What needs to be done:
This task calls for copying every line of the records that includes the word "PartialEq".

::::::::

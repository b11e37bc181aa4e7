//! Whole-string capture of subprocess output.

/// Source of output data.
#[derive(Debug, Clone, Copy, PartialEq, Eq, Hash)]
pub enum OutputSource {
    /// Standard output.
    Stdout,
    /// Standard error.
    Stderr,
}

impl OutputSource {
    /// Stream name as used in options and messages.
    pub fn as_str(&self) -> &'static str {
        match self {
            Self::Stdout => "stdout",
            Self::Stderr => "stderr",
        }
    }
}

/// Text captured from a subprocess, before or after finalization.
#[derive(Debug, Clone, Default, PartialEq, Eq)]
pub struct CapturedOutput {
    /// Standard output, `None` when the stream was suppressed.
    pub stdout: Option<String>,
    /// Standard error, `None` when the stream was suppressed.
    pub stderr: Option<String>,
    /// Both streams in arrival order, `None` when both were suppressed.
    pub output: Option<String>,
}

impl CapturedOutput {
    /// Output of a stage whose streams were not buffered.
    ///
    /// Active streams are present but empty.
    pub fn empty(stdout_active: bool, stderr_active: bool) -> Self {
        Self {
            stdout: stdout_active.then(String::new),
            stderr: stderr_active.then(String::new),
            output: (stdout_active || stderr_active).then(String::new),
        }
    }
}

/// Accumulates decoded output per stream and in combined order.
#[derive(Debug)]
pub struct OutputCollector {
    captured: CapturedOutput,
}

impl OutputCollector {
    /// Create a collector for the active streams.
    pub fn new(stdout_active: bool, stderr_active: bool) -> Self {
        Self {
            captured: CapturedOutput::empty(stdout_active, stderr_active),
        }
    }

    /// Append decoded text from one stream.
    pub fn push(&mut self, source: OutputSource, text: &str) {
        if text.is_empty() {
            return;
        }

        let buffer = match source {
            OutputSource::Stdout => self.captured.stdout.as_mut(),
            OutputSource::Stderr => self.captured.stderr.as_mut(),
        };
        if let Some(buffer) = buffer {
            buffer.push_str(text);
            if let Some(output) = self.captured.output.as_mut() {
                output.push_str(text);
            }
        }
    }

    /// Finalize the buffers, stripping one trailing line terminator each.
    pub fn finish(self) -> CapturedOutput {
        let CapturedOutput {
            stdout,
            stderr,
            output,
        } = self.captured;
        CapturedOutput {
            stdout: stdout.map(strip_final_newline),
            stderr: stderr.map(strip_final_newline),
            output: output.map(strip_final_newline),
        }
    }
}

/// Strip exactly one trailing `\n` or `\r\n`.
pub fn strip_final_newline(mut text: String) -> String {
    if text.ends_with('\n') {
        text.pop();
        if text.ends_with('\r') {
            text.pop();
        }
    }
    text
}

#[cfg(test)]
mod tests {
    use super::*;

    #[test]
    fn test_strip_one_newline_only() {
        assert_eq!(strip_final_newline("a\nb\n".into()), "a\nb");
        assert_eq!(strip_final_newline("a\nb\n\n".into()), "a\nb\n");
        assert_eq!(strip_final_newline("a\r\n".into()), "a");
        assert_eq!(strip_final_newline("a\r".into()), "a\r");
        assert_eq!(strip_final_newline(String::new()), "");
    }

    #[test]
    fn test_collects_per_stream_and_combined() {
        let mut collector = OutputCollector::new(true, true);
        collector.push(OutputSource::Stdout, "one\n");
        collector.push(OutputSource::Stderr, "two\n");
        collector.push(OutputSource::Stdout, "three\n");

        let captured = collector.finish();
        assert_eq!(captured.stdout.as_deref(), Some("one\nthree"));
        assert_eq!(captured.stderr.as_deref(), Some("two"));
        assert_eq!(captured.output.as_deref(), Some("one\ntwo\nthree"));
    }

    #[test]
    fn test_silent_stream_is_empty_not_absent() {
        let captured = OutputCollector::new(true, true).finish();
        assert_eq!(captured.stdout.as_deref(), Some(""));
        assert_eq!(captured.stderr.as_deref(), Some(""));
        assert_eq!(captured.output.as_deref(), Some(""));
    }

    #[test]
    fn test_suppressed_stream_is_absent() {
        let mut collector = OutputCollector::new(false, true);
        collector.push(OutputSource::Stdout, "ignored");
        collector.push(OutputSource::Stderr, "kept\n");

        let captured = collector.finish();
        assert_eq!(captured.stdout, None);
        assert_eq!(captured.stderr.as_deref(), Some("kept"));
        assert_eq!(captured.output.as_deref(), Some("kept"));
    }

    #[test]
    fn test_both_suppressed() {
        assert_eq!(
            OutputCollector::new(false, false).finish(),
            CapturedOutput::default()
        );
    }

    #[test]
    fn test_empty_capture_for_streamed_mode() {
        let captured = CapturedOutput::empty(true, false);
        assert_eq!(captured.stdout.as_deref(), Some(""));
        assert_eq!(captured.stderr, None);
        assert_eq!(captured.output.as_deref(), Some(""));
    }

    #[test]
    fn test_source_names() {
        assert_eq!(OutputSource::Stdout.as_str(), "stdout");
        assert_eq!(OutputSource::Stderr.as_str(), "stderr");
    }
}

::::::::

Solution to this problem:
#[derive(Debug, Clone, Copy, PartialEq, Eq, Hash)]
#[derive(Debug, Clone, Default, PartialEq, Eq)]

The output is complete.